Gemäß der - im 1. Teil des NAG enthaltenen - Bestimmung des § 19 Abs. 2 letzter Satz hat der Fremde der Behörde die für die zweifelsfreie Feststellung seiner Identität und des Sachverhaltes erforderlichen Urkunden und Beweismittel vorzulegen.
Nach § 19 Abs. 3 NAG ist der Bundesminister für Inneres ermächtigt, durch Verordnung festzulegen, welche Urkunden und Nachweise für den jeweiligen Aufenthaltszweck dem Antrag jedenfalls anzuschließen sind. Gemäß § 8 Z. 7 lit. b) der u.a. auf Grund dieser Verordnungsermächtigung erlassenen Niederlassungs- und Aufenthaltsgesetz-Durchführungsverordnung - NAG-DV ist für eine "Aufenthaltsbewilligung - Studierender" im Fall eines Verlängerungsantrages dem Antrag ein schriftlicher Nachweis der Universität, Fachhochschule, akkreditierten Privatuniversität oder des Universitätslehrganges über den Studienerfolg im vorangegangenen Studienjahr, insbesondere ein Studienerfolgsnachweis gemäß § 75 Abs. 6 UG, anzuschließen.
Gemäß § 75 Abs. 6 UG hat die Universität einer oder einem ausländischen Studierenden ab dem zweiten Studienjahr auf Antrag der oder des Studierenden einen Studienerfolgsnachweis auszustellen, sofern sie oder er im vorausgegangenen Studienjahr positiv beurteilte Prüfungen im Umfang von mindestens 16 ECTS-Anrechnungspunkten (8 Semesterstunden) abgelegt hat (vgl. das hg. Erkenntnis vom , Zl. 2007/18/0381, mwN).
2. Die Beschwerde bestreitet nicht die Feststellungen im angefochtenen Bescheid, wonach die Beschwerdeführerin seit Beginn ihres Aufenthaltes im Bundesgebiet lediglich die Ergänzungsprüfung aus Deutsch und zwei Prüfungen im Ausmaß von je zwei Semesterstunden erfolgreich abgelegt hat. Zusätzlich wurden der Beschwerdeführerin zwei Prüfungen im Ausmaß von ebenfalls je zwei Semesterstunden angerechnet.

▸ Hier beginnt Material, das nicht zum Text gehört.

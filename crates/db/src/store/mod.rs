//! PostgreSQL implementation of the ledger store.
//!
//! Every write runs in one database transaction. Guards are enforced with row
//! locks taken inside that transaction:
//!
//! - transaction writes hold `FOR SHARE` on the periods covering their dates,
//!   period close holds `FOR UPDATE` on the period row
//! - transaction writes hold `FOR SHARE` on both account rows, account
//!   updates hold `FOR UPDATE` on the account row while counting references
//! - budget item writes hold `FOR SHARE` on the budget row, budget updates
//!   take the row lock through the `UPDATE` itself
//! - journal entry state changes hold `FOR UPDATE` on the entry row
//! - period inserts serialize per tenant on a transaction-scoped advisory lock
//!
//! Transaction rows are always locked before their journal entry row.

mod convert;

use std::collections::HashMap;

use async_trait::async_trait;
use chrono::{DateTime, NaiveDate, Utc};
use rust_decimal::Decimal;
use sea_orm::sea_query::Expr;
use sea_orm::{
    ColumnTrait, Condition, ConnectionTrait, DatabaseConnection, DatabaseTransaction, DbBackend,
    DbErr, EntityTrait, FromQueryResult, PaginatorTrait, QueryFilter, QueryOrder, QuerySelect,
    Select, SqlErr, Statement, TransactionTrait,
};
use tally_core::accounts::{Account, AccountFilter, AccountReferences, AccountService};
use tally_core::budget::{Budget, BudgetItem, BudgetService};
use tally_core::error::{LedgerError, LedgerResult};
use tally_core::fiscal::{FinancialPeriod, PeriodService};
use tally_core::journal::{JournalEntry, JournalService, JournalStatus};
use tally_core::ledger::{
    DateWindow, LedgerTransaction, Movement, TransactionFilter, TransactionValidator,
};
use tally_core::reports::ReportService;
use tally_core::store::LedgerStore;
use tally_shared::types::{
    AccountId, BudgetId, BudgetItemId, FiscalPeriodId, JournalEntryId, TenantId, TransactionId,
    UserId,
};
use uuid::Uuid;

pub use convert::CorruptRow;

use crate::entities::sea_orm_active_enums as db_enum;
use crate::entities::{
    accounts, budget_items, budgets, financial_periods, journal_entries, ledger_transactions,
};

const MOVEMENTS_SQL: &str = r"
SELECT account_id, SUM(debit) AS debit, SUM(credit) AS credit
FROM (
    SELECT debit_account_id AS account_id, amount AS debit, 0::NUMERIC AS credit, transaction_date
    FROM ledger_transactions
    WHERE tenant_id = $1
    UNION ALL
    SELECT credit_account_id AS account_id, 0::NUMERIC AS debit, amount AS credit, transaction_date
    FROM ledger_transactions
    WHERE tenant_id = $1
) AS sides
WHERE ($2::DATE IS NULL OR transaction_date >= $2::DATE)
  AND ($3::DATE IS NULL OR transaction_date <= $3::DATE)
GROUP BY account_id
";

const NEXT_SEQUENCE_SQL: &str = r"
INSERT INTO ledger_sequences (tenant_id, name, value)
VALUES ($1, $2, 1)
ON CONFLICT (tenant_id, name) DO UPDATE SET value = ledger_sequences.value + 1
RETURNING value
";

const TENANT_PERIOD_LOCK_SQL: &str =
    "SELECT pg_advisory_xact_lock(hashtextextended('financial_periods:' || $1::TEXT, 0))";

#[derive(Debug, FromQueryResult)]
struct MovementRow {
    account_id: Uuid,
    debit: Decimal,
    credit: Decimal,
}

fn storage(err: DbErr) -> LedgerError {
    LedgerError::Storage(err.to_string())
}

/// Maps a unique violation to `conflict`, anything else to `Storage`.
fn unique_or(err: DbErr, conflict: impl FnOnce() -> LedgerError) -> LedgerError {
    match err.sql_err() {
        Some(SqlErr::UniqueConstraintViolation(_)) => conflict(),
        _ => storage(err),
    }
}

// ========== Scoped queries ==========

fn account_query(tenant_id: TenantId, id: AccountId) -> Select<accounts::Entity> {
    accounts::Entity::find_by_id(id.into_inner())
        .filter(accounts::Column::TenantId.eq(tenant_id.into_inner()))
}

fn transaction_query(
    tenant_id: TenantId,
    id: TransactionId,
) -> Select<ledger_transactions::Entity> {
    ledger_transactions::Entity::find_by_id(id.into_inner())
        .filter(ledger_transactions::Column::TenantId.eq(tenant_id.into_inner()))
}

fn entry_query(tenant_id: TenantId, id: JournalEntryId) -> Select<journal_entries::Entity> {
    journal_entries::Entity::find_by_id(id.into_inner())
        .filter(journal_entries::Column::TenantId.eq(tenant_id.into_inner()))
}

fn period_query(tenant_id: TenantId, id: FiscalPeriodId) -> Select<financial_periods::Entity> {
    financial_periods::Entity::find_by_id(id.into_inner())
        .filter(financial_periods::Column::TenantId.eq(tenant_id.into_inner()))
}

fn budget_query(tenant_id: TenantId, id: BudgetId) -> Select<budgets::Entity> {
    budgets::Entity::find_by_id(id.into_inner())
        .filter(budgets::Column::TenantId.eq(tenant_id.into_inner()))
}

fn budget_item_query(tenant_id: TenantId, id: BudgetItemId) -> Select<budget_items::Entity> {
    budget_items::Entity::find_by_id(id.into_inner())
        .filter(budget_items::Column::TenantId.eq(tenant_id.into_inner()))
}

fn touching(account_id: Uuid) -> Condition {
    Condition::any()
        .add(ledger_transactions::Column::DebitAccountId.eq(account_id))
        .add(ledger_transactions::Column::CreditAccountId.eq(account_id))
}

fn to_transactions(rows: Vec<ledger_transactions::Model>) -> LedgerResult<Vec<LedgerTransaction>> {
    rows.into_iter()
        .map(|row| LedgerTransaction::try_from(row).map_err(Into::into))
        .collect()
}

fn to_accounts(rows: Vec<accounts::Model>) -> LedgerResult<Vec<Account>> {
    rows.into_iter()
        .map(|row| Account::try_from(row).map_err(Into::into))
        .collect()
}

// ========== Shared guards ==========

async fn number_taken<C: ConnectionTrait>(
    conn: &C,
    tenant_id: TenantId,
    number: &str,
) -> LedgerResult<bool> {
    let transactions = ledger_transactions::Entity::find()
        .filter(ledger_transactions::Column::TenantId.eq(tenant_id.into_inner()))
        .filter(ledger_transactions::Column::Number.eq(number))
        .count(conn)
        .await
        .map_err(storage)?;
    let entries = journal_entries::Entity::find()
        .filter(journal_entries::Column::TenantId.eq(tenant_id.into_inner()))
        .filter(journal_entries::Column::Number.eq(number))
        .count(conn)
        .await
        .map_err(storage)?;
    Ok(transactions + entries > 0)
}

Ein Studienerfolg im Sinne des § 75 Abs. 6 UG über im vorausgegangenen Studienjahr positiv beurteilte Prüfungen im Umfang von mindestens 16 ECTS-Anrechnungspunkten (acht Semesterstunden) wurde unbestritten nicht nachgewiesen.
3. Die Beschwerde bringt im Wesentlichen vor, der Onkel der Beschwerdeführerin sei verstorben und ihr Vater sei an Tuberkulose erkrankt, weshalb sie "im Jahr 2006 tatsächlich Probleme mit dem Studium" gehabt habe. Nunmehr habe sie die Studienrichtung von Internationaler Betriebswirtschaft auf das Bachelorstudium Wirtschafts- und Sozialwissenschaften geändert. Erfolgsnachweise habe sie bereits vorgelegt, am habe sie eine weitere Prüfung erfolgreich abgelegt und damit einen Studienfortschritt nachgewiesen.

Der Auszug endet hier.